- _TO DO_:
Copy each line of the entries below that contains the string "rectangles".

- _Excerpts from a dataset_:
━━━━━━━━━━
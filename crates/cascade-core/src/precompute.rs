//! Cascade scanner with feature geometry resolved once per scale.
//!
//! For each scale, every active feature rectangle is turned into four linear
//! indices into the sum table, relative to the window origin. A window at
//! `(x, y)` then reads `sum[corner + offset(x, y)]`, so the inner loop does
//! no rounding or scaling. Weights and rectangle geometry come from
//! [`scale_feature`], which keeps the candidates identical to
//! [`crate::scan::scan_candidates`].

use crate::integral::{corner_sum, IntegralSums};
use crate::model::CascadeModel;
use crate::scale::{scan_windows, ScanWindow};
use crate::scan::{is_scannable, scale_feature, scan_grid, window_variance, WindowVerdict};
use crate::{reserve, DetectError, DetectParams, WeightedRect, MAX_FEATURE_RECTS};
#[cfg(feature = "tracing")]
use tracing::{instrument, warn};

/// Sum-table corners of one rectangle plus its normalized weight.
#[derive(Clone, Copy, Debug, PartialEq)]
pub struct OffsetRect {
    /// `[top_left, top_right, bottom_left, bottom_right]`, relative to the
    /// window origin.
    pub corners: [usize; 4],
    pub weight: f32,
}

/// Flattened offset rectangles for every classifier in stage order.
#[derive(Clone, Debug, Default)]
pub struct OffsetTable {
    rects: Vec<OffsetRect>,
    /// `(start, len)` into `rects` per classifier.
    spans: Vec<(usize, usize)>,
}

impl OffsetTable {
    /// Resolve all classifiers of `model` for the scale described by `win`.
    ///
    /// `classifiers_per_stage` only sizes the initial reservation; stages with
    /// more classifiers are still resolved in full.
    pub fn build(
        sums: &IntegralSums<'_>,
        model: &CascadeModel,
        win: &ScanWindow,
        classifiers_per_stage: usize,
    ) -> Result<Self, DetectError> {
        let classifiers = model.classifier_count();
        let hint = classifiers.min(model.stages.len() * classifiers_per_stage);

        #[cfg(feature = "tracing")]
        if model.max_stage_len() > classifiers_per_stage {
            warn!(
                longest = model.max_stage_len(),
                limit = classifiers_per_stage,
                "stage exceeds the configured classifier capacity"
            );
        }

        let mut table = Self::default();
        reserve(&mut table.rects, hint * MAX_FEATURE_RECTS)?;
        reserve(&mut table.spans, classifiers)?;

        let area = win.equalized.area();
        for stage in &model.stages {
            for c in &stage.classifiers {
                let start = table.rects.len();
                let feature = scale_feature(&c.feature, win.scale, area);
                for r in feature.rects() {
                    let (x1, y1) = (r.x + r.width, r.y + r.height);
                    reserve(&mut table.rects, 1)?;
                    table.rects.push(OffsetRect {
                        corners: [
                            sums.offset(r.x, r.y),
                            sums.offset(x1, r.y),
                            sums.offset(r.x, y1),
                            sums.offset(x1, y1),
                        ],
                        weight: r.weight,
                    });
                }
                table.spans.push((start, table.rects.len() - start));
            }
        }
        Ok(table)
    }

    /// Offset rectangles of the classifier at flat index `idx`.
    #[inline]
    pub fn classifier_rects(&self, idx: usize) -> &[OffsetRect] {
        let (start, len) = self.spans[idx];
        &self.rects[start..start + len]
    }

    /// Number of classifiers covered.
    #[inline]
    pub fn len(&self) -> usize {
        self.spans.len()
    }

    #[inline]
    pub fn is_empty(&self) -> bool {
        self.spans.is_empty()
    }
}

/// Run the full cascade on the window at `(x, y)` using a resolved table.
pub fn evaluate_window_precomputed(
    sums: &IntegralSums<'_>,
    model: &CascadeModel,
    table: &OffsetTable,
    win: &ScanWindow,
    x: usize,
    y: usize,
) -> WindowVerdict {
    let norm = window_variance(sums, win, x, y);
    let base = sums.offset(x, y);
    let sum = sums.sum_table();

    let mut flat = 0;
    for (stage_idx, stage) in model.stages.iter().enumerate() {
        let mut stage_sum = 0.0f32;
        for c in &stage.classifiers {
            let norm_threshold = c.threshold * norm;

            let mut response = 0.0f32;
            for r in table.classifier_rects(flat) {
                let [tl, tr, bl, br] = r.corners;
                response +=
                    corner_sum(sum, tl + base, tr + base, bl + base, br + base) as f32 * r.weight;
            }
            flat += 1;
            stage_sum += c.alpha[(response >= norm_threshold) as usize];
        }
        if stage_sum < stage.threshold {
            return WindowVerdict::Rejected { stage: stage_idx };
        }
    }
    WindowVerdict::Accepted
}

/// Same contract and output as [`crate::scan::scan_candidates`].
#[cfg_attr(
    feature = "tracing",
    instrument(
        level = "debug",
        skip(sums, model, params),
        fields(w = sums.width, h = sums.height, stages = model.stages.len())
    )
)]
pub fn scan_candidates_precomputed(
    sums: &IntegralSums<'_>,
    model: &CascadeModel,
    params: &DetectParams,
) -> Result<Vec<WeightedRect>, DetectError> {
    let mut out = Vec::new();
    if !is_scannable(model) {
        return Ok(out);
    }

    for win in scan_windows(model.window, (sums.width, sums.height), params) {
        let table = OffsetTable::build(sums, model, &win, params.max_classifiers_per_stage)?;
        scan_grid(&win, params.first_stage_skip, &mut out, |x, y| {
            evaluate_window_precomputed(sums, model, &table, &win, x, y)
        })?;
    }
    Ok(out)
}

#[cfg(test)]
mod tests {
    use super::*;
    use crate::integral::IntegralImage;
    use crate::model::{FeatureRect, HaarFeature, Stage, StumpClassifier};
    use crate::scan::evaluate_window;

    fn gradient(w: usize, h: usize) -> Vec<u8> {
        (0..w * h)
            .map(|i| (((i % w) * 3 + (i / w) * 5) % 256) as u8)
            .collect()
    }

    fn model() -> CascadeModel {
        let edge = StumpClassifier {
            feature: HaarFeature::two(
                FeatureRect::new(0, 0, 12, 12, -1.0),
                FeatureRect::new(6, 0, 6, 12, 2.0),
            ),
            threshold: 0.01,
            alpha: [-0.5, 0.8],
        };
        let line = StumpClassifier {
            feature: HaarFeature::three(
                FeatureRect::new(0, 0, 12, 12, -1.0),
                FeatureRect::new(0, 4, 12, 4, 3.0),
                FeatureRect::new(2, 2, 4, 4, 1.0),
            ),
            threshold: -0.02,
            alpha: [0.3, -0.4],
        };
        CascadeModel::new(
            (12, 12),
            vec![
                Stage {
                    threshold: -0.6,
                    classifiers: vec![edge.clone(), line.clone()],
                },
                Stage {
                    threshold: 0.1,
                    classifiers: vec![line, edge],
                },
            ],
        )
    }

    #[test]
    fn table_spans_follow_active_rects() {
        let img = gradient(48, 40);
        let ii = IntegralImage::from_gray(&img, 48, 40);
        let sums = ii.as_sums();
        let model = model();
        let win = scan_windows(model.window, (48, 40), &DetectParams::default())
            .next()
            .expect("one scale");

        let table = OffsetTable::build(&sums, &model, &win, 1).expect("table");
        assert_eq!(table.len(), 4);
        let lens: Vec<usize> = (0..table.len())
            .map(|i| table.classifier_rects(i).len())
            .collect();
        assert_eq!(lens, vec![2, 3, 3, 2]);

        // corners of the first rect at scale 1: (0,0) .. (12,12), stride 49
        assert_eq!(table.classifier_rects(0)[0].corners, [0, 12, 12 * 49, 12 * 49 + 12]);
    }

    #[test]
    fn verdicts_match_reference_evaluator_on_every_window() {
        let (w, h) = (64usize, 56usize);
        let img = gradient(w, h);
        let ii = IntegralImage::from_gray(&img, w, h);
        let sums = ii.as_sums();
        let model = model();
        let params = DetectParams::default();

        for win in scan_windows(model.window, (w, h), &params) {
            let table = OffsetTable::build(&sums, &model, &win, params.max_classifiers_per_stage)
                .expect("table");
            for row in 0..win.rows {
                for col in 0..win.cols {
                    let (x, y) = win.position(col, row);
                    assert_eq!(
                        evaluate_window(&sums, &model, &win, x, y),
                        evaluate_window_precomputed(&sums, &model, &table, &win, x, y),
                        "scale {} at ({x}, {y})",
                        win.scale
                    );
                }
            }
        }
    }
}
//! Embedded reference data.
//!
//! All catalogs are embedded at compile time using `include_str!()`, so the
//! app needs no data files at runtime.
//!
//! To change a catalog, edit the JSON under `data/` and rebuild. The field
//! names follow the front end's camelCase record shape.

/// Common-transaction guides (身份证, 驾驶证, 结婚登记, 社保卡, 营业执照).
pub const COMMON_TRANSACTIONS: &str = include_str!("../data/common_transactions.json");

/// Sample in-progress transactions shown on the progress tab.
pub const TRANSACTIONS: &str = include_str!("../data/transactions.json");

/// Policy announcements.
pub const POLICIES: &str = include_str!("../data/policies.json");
━━━━━━━━━━
- _RESULT BELOW_:
/// Flattened offset rectangles for every classifier in stage order.
    /// Offset rectangles of the classifier at flat index `idx`.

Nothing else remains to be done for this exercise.